[Records drawn from a dataset]
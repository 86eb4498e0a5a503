//! The agent subprocess: spawn, stream, parse.
//!
//! The agent is an opaque CLI that reads the prompt on stdin and emits
//! newline-delimited JSON on stdout. Recognized records accumulate into a
//! [`Transcript`]; unparseable lines are treated as free-form text.

use std::path::PathBuf;
use std::process::Stdio;
use std::time::Duration;

use anyhow::{Context, Result};
use serde::Deserialize;
use tokio::io::{AsyncBufReadExt, AsyncWriteExt, BufReader};
use tokio::process::Command;
use tokio::sync::mpsc;
use tokio_util::sync::CancellationToken;
use tracing::{debug, warn};

/// One stdout record.
#[derive(Debug, Deserialize)]
#[serde(tag = "type", rename_all = "snake_case")]
pub enum AgentRecord {
    /// Startup banner (`subtype: "init"`); ignored.
    System {
        #[serde(default)]
        subtype: Option<String>,
    },
    Assistant {
        message: AssistantMessage,
    },
    Text {
        content: String,
    },
    Message {
        #[serde(default)]
        content: Option<String>,
    },
    Error {
        message: String,
    },
    #[serde(other)]
    Other,
}

#[derive(Debug, Deserialize)]
pub struct AssistantMessage {
    #[serde(default)]
    pub content: Vec<ContentBlock>,
}

#[derive(Debug, Deserialize)]
#[serde(tag = "type", rename_all = "snake_case")]
pub enum ContentBlock {
    Text {
        text: String,
    },
    ToolUse {
        name: String,
        #[serde(default)]
        input: serde_json::Value,
    },
    #[serde(other)]
    Other,
}

#[derive(Debug, Clone, Deserialize, PartialEq)]
pub struct Todo {
    pub id: String,
    pub content: String,
    pub status: TodoStatus,
}

#[derive(Debug, Clone, Copy, Deserialize, PartialEq, Eq)]
#[serde(rename_all = "snake_case")]
pub enum TodoStatus {
    Pending,
    InProgress,
    Completed,
}

impl TodoStatus {
    fn glyph(&self) -> &'static str {
        match self {
            TodoStatus::Pending => "☐",
            TodoStatus::InProgress => "▸",
            TodoStatus::Completed => "✓",
        }
    }
}

#[derive(Deserialize)]
struct TodoWriteInput {
    #[serde(default)]
    todos: Vec<Todo>,
}

/// Accumulated view of the agent's output so far.
///
/// A `TodoWrite` tool call transitions the visible content to the todo
/// list; text that arrives afterwards renders below it.
#[derive(Debug, Default)]
pub struct Transcript {
    text: String,
    error: Option<String>,
    todos: Vec<Todo>,
}

impl Transcript {
    pub fn apply_line(&mut self, line: &str) {
        let trimmed = line.trim();
        if trimmed.is_empty() {
            return;
        }
        match serde_json::from_str::<AgentRecord>(trimmed) {
            Ok(record) => self.apply_record(record),
            Err(_) => {
                // Free-form output from the agent's own tooling.
                self.push_text(trimmed);
            }
        }
    }

    fn apply_record(&mut self, record: AgentRecord) {
        match record {
            AgentRecord::System { subtype } => {
                debug!(subtype = ?subtype, "agent system record");
            }
            AgentRecord::Assistant { message } => {
                for block in message.content {
                    match block {
                        ContentBlock::Text { text } => self.push_text(&text),
                        ContentBlock::ToolUse { name, input } => {
                            if name == "TodoWrite" {
                                self.apply_todo_write(input);
                            } else {
                                debug!(tool = %name, "agent tool use");
                            }
                        }
                        ContentBlock::Other => {}
                    }
                }
            }
            AgentRecord::Text { content } => self.push_text(&content),
            AgentRecord::Message { content } => {
                if let Some(content) = content {
                    self.push_text(&content);
                }
            }
            AgentRecord::Error { message } => {
                warn!(error = %message, "agent reported error");
                self.error = Some(message);
            }
            AgentRecord::Other => {}
        }
    }

    fn apply_todo_write(&mut self, input: serde_json::Value) {
        match serde_json::from_value::<TodoWriteInput>(input) {
            Ok(parsed) => {
                self.todos = parsed.todos;
                // The todo list takes over the visible content.
                self.text.clear();
            }
            Err(e) => warn!(error = %e, "unparseable TodoWrite input"),
        }
    }

    fn push_text(&mut self, text: &str) {
        if !self.text.is_empty() {
            self.text.push('\n');
        }
        self.text.push_str(text);
    }

    pub fn error(&self) -> Option<&str> {
        self.error.as_deref()
    }

    /// Render the visible content for the current frame.
    pub fn render(&self) -> String {
        let mut out = String::new();
        if !self.todos.is_empty() {
            out.push_str("*Todo list*\n");
            for todo in &self.todos {
                out.push_str(&format!("{} {}\n", todo.status.glyph(), todo.content));
            }
        }
        if !self.text.is_empty() {
            if !out.is_empty() {
                out.push('\n');
            }
            out.push_str(&self.text);
        }
        out
    }
}

/// Result of one agent invocation.
#[derive(Debug)]
pub struct AgentOutcome {
    pub content: String,
    pub error: Option<String>,
}

/// Spawns the agent CLI and streams its transcript.
pub struct AgentRunner {
    command: String,
    workspace_dir: PathBuf,
    timeout: Duration,
}

impl AgentRunner {
    pub fn new(command: impl Into<String>, workspace_dir: impl Into<PathBuf>, timeout: Duration) -> Self {
        Self {
            command: command.into(),
            workspace_dir: workspace_dir.into(),
            timeout,
        }
    }

    /// Run the agent on one prompt.
    ///
    /// Each parsed stdout line pushes the freshly rendered transcript into
    /// `updates`. On cancellation the subprocess gets SIGTERM, then SIGKILL
    /// five seconds later.
    pub async fn run(
        &self,
        prompt: &str,
        extra_args: &[String],
        updates: mpsc::UnboundedSender<String>,
        cancel: CancellationToken,
    ) -> Result<AgentOutcome> {
        let mut parts = self.command.split_whitespace();
        let program = parts.next().context("agent command is empty")?;

        let mut child = Command::new(program)
            .args(parts)
            .args(extra_args)
            .current_dir(&self.workspace_dir)
            .stdin(Stdio::piped())
            .stdout(Stdio::piped())
            .stderr(Stdio::piped())
            .kill_on_drop(true)
            .spawn()
            .with_context(|| format!("failed to spawn agent `{}`", self.command))?;

        if let Some(mut stdin) = child.stdin.take() {
            stdin
                .write_all(prompt.as_bytes())
                .await
                .context("failed to write prompt to agent stdin")?;
            // Closing stdin tells the agent the prompt is complete.
            drop(stdin);
        }

        if let Some(stderr) = child.stderr.take() {
            tokio::spawn(async move {
                let mut lines = BufReader::new(stderr).lines();
                while let Ok(Some(line)) = lines.next_line().await {
                    debug!(line = %line, "agent stderr");
                }
            });
        }

        let stdout = child.stdout.take().context("agent stdout not captured")?;
        let mut lines = BufReader::new(stdout).lines();
        let mut transcript = Transcript::default();

        let deadline = tokio::time::Instant::now() + self.timeout;
        loop {
            tokio::select! {
                _ = cancel.cancelled() => {
                    warn!("agent run cancelled, terminating subprocess");
                    terminate(&mut child).await;
                    return Ok(AgentOutcome {
                        content: transcript.render(),
                        error: Some("agent was cancelled".to_string()),
                    });
                }
                _ = tokio::time::sleep_until(deadline) => {
                    warn!("agent run timed out, terminating subprocess");
                    terminate(&mut child).await;
                    return Ok(AgentOutcome {
                        content: transcript.render(),
                        error: Some(format!(
                            "agent timed out after {} seconds",
                            self.timeout.as_secs()
                        )),
                    });
                }
                line = lines.next_line() => match line {
                    Ok(Some(line)) => {
                        transcript.apply_line(&line);
                        // Receiver gone means the session is shutting down;
                        // keep draining so the exit status is accurate.
                        let _ = updates.send(transcript.render());
                    }
                    Ok(None) => break,
                    Err(e) => {
                        warn!(error = %e, "agent stdout read failed");
                        break;
                    }
                }
            }
        }

        let status = child.wait().await.context("failed to await agent exit")?;
        let error = transcript.error().map(str::to_string).or_else(|| {
            (!status.success()).then(|| format!("agent exited with status {status}"))
        });

        Ok(AgentOutcome {
            content: transcript.render(),
            error,
        })
    }
}

/// SIGTERM, five seconds of grace, then SIGKILL.
async fn terminate(child: &mut tokio::process::Child) {
    use nix::sys::signal::{kill, Signal};
    use nix::unistd::Pid;

    if let Some(pid) = child.id() {
        let _ = kill(Pid::from_raw(pid as i32), Signal::SIGTERM);
        match tokio::time::timeout(Duration::from_secs(5), child.wait()).await {
            Ok(_) => return,
            Err(_) => warn!("agent ignored SIGTERM, killing"),
        }
    }
    let _ = child.kill().await;
}

#[cfg(test)]
mod tests {
    use super::*;

    #[test]
    fn assistant_text_concatenates() {
        let mut transcript = Transcript::default();
        transcript.apply_line(
            r#"{"type":"assistant","message":{"content":[{"type":"text","text":"first"}]}}"#,
        );
        transcript.apply_line(
            r#"{"type":"assistant","message":{"content":[{"type":"text","text":"second"}]}}"#,
        );
        assert_eq!(transcript.render(), "first\nsecond");
    }

    #[test]
    fn system_init_is_ignored() {
        let mut transcript = Transcript::default();
        transcript.apply_line(r#"{"type":"system","subtype":"init","version":"1.2.3"}"#);
        assert_eq!(transcript.render(), "");
    }

    #[test]
    fn todo_write_replaces_visible_content() {
        let mut transcript = Transcript::default();
        transcript.apply_line(r#"{"type":"text","content":"planning…"}"#);
        transcript.apply_line(
            r#"{"type":"assistant","message":{"content":[{"type":"tool_use","name":"TodoWrite","input":{"todos":[
                {"id":"1","content":"write tests","status":"completed"},
                {"id":"2","content":"fix bug","status":"in_progress"},
                {"id":"3","content":"ship","status":"pending"}
            ]}}]}}"#,
        );

        let rendered = transcript.render();
        assert!(rendered.starts_with("*Todo list*"));
        assert!(rendered.contains("✓ write tests"));
        assert!(rendered.contains("▸ fix bug"));
        assert!(rendered.contains("☐ ship"));
        // The pre-todo text was replaced.
        assert!(!rendered.contains("planning"));
    }

    #[test]
    fn text_after_todo_renders_below_list() {
        let mut transcript = Transcript::default();
        transcript.apply_line(
            r#"{"type":"assistant","message":{"content":[{"type":"tool_use","name":"TodoWrite","input":{"todos":[{"id":"1","content":"a","status":"pending"}]}}]}}"#,
        );
        transcript.apply_line(r#"{"type":"text","content":"working on it"}"#);

        let rendered = transcript.render();
        assert!(rendered.contains("☐ a"));
        assert!(rendered.ends_with("working on it"));
    }

    #[test]
    fn non_json_lines_append_as_text() {
        let mut transcript = Transcript::default();
        transcript.apply_line("npm WARN deprecated");
        transcript.apply_line(r#"{"type":"text","content":"done"}"#);
        assert_eq!(transcript.render(), "npm WARN deprecated\ndone");
    }

    #[test]
    fn error_record_is_captured() {
        let mut transcript = Transcript::default();
        transcript.apply_line(r#"{"type":"error","message":"out of tokens"}"#);
        assert_eq!(transcript.error(), Some("out of tokens"));
    }

    #[test]
    fn unknown_record_types_are_skipped() {
        let mut transcript = Transcript::default();
        transcript.apply_line(r#"{"type":"usage","tokens":42}"#);
        assert_eq!(transcript.render(), "");
    }

    #[test]
    fn other_tool_uses_do_not_disturb_text() {
        let mut transcript = Transcript::default();
        transcript.apply_line(
            r#"{"type":"assistant","message":{"content":[{"type":"text","text":"reading"},{"type":"tool_use","name":"Read","input":{"path":"x"}}]}}"#,
        );
        assert_eq!(transcript.render(), "reading");
    }
}
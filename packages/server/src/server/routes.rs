//! Route handlers: the signed events endpoint and the health check.

use axum::{
    extract::State,
    http::{HeaderMap, StatusCode},
    response::IntoResponse,
    Json,
};
use serde::Serialize;
use tracing::{error, warn};

use slack::models::EventEnvelope;

use crate::server::app::AppState;

/// Receive a signed chat event.
///
/// The platform expects an ACK within a few seconds and redelivers on
/// timeout, so actionable events are processed on a spawned task after the
/// signature check.
pub async fn events_handler(
    State(state): State<AppState>,
    headers: HeaderMap,
    body: String,
) -> impl IntoResponse {
    let timestamp = header_str(&headers, "x-slack-request-timestamp");
    let signature = header_str(&headers, "x-slack-signature");

    if !state
        .deps
        .slack
        .verify_signature(timestamp, &body, signature)
    {
        warn!("rejected event with bad signature");
        return (StatusCode::UNAUTHORIZED, String::new());
    }

    let envelope: EventEnvelope = match serde_json::from_str(&body) {
        Ok(envelope) => envelope,
        Err(e) => {
            warn!(error = %e, "unparseable event payload");
            return (StatusCode::BAD_REQUEST, String::new());
        }
    };

    match envelope {
        EventEnvelope::UrlVerification { challenge } => (StatusCode::OK, challenge),
        EventEnvelope::EventCallback { event } => {
            let dispatcher = state.dispatcher.clone();
            tokio::spawn(async move {
                if let Err(e) = dispatcher.handle_event(event).await {
                    error!(error = %e, "event dispatch failed");
                }
            });
            (StatusCode::OK, String::new())
        }
    }
}

fn header_str<'a>(headers: &'a HeaderMap, name: &str) -> &'a str {
    headers
        .get(name)
        .and_then(|v| v.to_str().ok())
        .unwrap_or_default()
}

#[derive(Serialize)]
pub struct HealthResponse {
    status: String,
    database: DatabaseHealth,
    connection_pool: ConnectionPoolHealth,
}

#[derive(Serialize)]
pub struct DatabaseHealth {
    status: String,
    #[serde(skip_serializing_if = "Option::is_none")]
    error: Option<String>,
}

#[derive(Serialize)]
pub struct ConnectionPoolHealth {
    size: u32,
    idle_connections: usize,
}

/// Health check endpoint.
///
/// Returns 200 OK when the database answers, 503 otherwise.
pub async fn health_handler(
    State(state): State<AppState>,
) -> (StatusCode, Json<HealthResponse>) {
    let pool = &state.deps.pool;

    let database = match sqlx::query_scalar::<_, i32>("SELECT 1").fetch_one(pool).await {
        Ok(_) => DatabaseHealth {
            status: "ok".to_string(),
            error: None,
        },
        Err(e) => DatabaseHealth {
            status: "unavailable".to_string(),
            error: Some(e.to_string()),
        },
    };

    let healthy = database.error.is_none();
    let response = HealthResponse {
        status: if healthy { "ok" } else { "degraded" }.to_string(),
        database,
        connection_pool: ConnectionPoolHealth {
            size: pool.size(),
            idle_connections: pool.num_idle(),
        },
    };

    let code = if healthy {
        StatusCode::OK
    } else {
        StatusCode::SERVICE_UNAVAILABLE
    };
    (code, Json(response))
}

■ **What is being asked**
Search the records for the word "piped". Copy every line that has it.

■ **Solution**
            .stdin(Stdio::piped())
            .stdout(Stdio::piped())
            .stderr(Stdio::piped())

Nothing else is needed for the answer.